Required action: For the records that follow, please set down exactly the lines between the one holding "let mut block" and the one holding "Cavity::rect(0.3, 0.6, 2.0, 1.5, 4.0)", inclusive, and only those.

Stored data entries
+===+

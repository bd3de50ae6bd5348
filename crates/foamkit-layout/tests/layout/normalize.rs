use foamkit_core::LayoutError;
use foamkit_layout::{
    normalize_layout, Block, CanonicalLayout, Cavity, CavityShape, CornerTreatment, Layer,
    NormalizeHints, NormalizedPoint,
};
use serde_json::json;

fn defaults() -> NormalizeHints {
    NormalizeHints::default()
}

#[test]
fn test_legacy_layout_becomes_single_layer() {
    let raw = json!({
        "lengthIn": 10, "widthIn": 8, "thicknessIn": 2,
        "cavities": [
            { "lengthIn": 3, "widthIn": 2, "depthIn": 1, "x": 0.2, "y": 0.3 }
        ]
    });

    let layout = normalize_layout(&raw, &defaults()).unwrap();
    assert_eq!(layout.block, Block::new(10.0, 8.0, 2.0));
    assert_eq!(layout.layers.len(), 1);
    assert_eq!(layout.layers[0].thickness, 2.0);
    assert_eq!(
        layout.layers[0].cavities,
        vec![Cavity::rect(0.2, 0.3, 3.0, 2.0, 1.0)]
    );
}

#[test]
fn test_nested_block_with_stack() {
    let raw = json!({
        "block": { "length": 12, "width": 9, "thickness": 3 },
        "stack": [
            { "thickness": 1, "label": "Base" },
            { "thicknessIn": 2, "cavities": [
                { "shape": "circle", "diameter": 2, "depth": 1.5, "x": 0.5, "y": 0.5 }
            ]}
        ]
    });

    let layout = normalize_layout(&raw, &defaults()).unwrap();
    assert_eq!(layout.layers.len(), 2);
    assert_eq!(layout.layers[0].label.as_deref(), Some("Base"));
    assert!(layout.layers[0].cavities.is_empty());
    assert_eq!(layout.layers[1].thickness, 2.0);
    assert_eq!(layout.layers[1].cavities[0].diameter(), Some(2.0));
}

#[test]
fn test_missing_block_dimension_is_insufficient() {
    let raw = json!({ "length": 10, "width": 8 });
    let err = normalize_layout(&raw, &defaults()).unwrap_err();
    assert!(matches!(err, LayoutError::InsufficientData { .. }));

    let raw = json!({ "length": 10, "width": 0, "thickness": 2 });
    assert!(normalize_layout(&raw, &defaults()).is_err());

    assert!(normalize_layout(&json!("not a layout"), &defaults()).is_err());
}

#[test]
fn test_layer_thickness_from_hint() {
    let raw = json!({
        "length": 10, "width": 8, "thickness": 3,
        "layers": [ { "label": "A" }, { "label": "B" }, { "thickness": 1 } ]
    });

    let hints = NormalizeHints::with_layer_thicknesses(vec![1.0, 0.0]);
    let layout = normalize_layout(&raw, &hints).unwrap();

    // "B" has neither its own thickness nor a usable hint
    assert_eq!(layout.layers.len(), 2);
    assert_eq!(layout.layers[0].label.as_deref(), Some("A"));
    assert_eq!(layout.layers[0].thickness, 1.0);
    assert_eq!(layout.layers[1].thickness, 1.0);
}

#[test]
fn test_all_layers_dropped() {
    let raw = json!({
        "length": 10, "width": 8, "thickness": 2,
        "stack": [ { "label": "no thickness" }, { "thickness": -1 } ]
    });
    let err = normalize_layout(&raw, &defaults()).unwrap_err();
    assert_eq!(err, LayoutError::NoValidLayers { dropped: 2 });
}

#[test]
fn test_empty_stack_falls_back_to_legacy() {
    let raw = json!({
        "length": 10, "width": 8, "thickness": 2,
        "stack": [],
        "cavities": [ { "length": 1, "width": 1, "depth": 0.5, "x": 0, "y": 0 } ]
    });
    let layout = normalize_layout(&raw, &defaults()).unwrap();
    assert_eq!(layout.layers.len(), 1);
    assert_eq!(layout.layers[0].cavities.len(), 1);
}

#[test]
fn test_stack_ignores_top_level_cavities() {
    let raw = json!({
        "length": 10, "width": 8, "thickness": 2,
        "stack": [ { "thickness": 2 } ],
        "cavities": [ { "length": 1, "width": 1, "depth": 0.5, "x": 0, "y": 0 } ]
    });
    let layout = normalize_layout(&raw, &defaults()).unwrap();
    assert_eq!(layout.cavity_count(), 0);
}

#[test]
fn test_malformed_cavity_dropped_alone() {
    let raw = json!({
        "length": 10, "width": 8, "thickness": 2,
        "cavities": [
            { "length": 1, "width": 1, "depth": 0.5, "x": 0.1, "y": 0.1 },
            { "length": 1, "width": 1, "depth": 0.5, "x": 1.5, "y": 0.1 },
            "garbage",
            { "length": 2, "width": 1, "depth": 0.5, "x": 0.5, "y": 0.5 }
        ]
    });
    let layout = normalize_layout(&raw, &defaults()).unwrap();
    assert_eq!(layout.cavity_count(), 2);
}

#[test]
fn test_corner_metadata_passthrough() {
    let raw = json!({
        "block": { "length": 10, "width": 8, "thickness": 2, "corner_style": "chamfer", "chamferIn": 0.25 }
    });
    let layout = normalize_layout(&raw, &defaults()).unwrap();
    assert_eq!(
        layout.block.corner,
        Some(CornerTreatment {
            style: "chamfer".to_string(),
            size: Some(0.25)
        })
    );

    let raw = json!({
        "block": { "length": 10, "width": 8, "thickness": 2, "cornerStyle": "Radius ", "cornerSize": "6mm" }
    });
    let layout = normalize_layout(&raw, &defaults()).unwrap();
    assert_eq!(
        layout.block.corner,
        Some(CornerTreatment {
            style: "Radius ".to_string(),
            size: None
        })
    );
}

#[test]
fn test_stack_thickness_divergence_tolerated() {
    let raw = json!({
        "length": 10, "width": 8, "thickness": 2,
        "stack": [ { "thickness": 1 }, { "thickness": 1.5 } ]
    });
    let layout = normalize_layout(&raw, &defaults()).unwrap();
    assert_eq!(layout.stack_thickness(), 2.5);
    assert_eq!(layout.block.thickness, 2.0);
}

#[test]
fn test_canonical_round_trip() {
    let mut block = Block::new(14.0, 10.5, 3.0);
    block.corner = Some(CornerTreatment {
        style: "radius".to_string(),
        size: Some(0.5),
    });

    let layout = CanonicalLayout {
        block,
        layers: vec![
            Layer::new(1.0).with_label("Base"),
            Layer::new(2.0)
                .with_cavity(Cavity::rect(0.1, 0.2, 3.0, 2.0, 1.0).with_label("Probe"))
                .with_cavity(Cavity::circle(0.6, 0.4, 1.25, 0.75))
                .with_cavity(
                    Cavity::rect(0.3, 0.6, 2.0, 1.5, 4.0)
                        .with_shape(CavityShape::RoundedRect { radius: 0.25 }),
                )
                .with_cavity(Cavity::rect(0.7, 0.1, 2.0, 2.0, 0.5).with_shape(
                    CavityShape::Polygon {
                        points: vec![
                            NormalizedPoint::new(0.0, 0.0),
                            NormalizedPoint::new(1.0, 0.0),
                            NormalizedPoint::new(0.5, 1.0),
                        ],
                    },
                )),
        ],
    };

    let again = normalize_layout(&layout.to_value(), &defaults()).unwrap();
    assert_eq!(again, layout);
}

+===+

Answer box:
    let mut block = Block::new(14.0, 10.5, 3.0);
    block.corner = Some(CornerTreatment {
        style: "radius".to_string(),
        size: Some(0.5),
    });

    let layout = CanonicalLayout {
        block,
        layers: vec![
            Layer::new(1.0).with_label("Base"),
            Layer::new(2.0)
                .with_cavity(Cavity::rect(0.1, 0.2, 3.0, 2.0, 1.0).with_label("Probe"))
                .with_cavity(Cavity::circle(0.6, 0.4, 1.25, 0.75))
                .with_cavity(
                    Cavity::rect(0.3, 0.6, 2.0, 1.5, 4.0)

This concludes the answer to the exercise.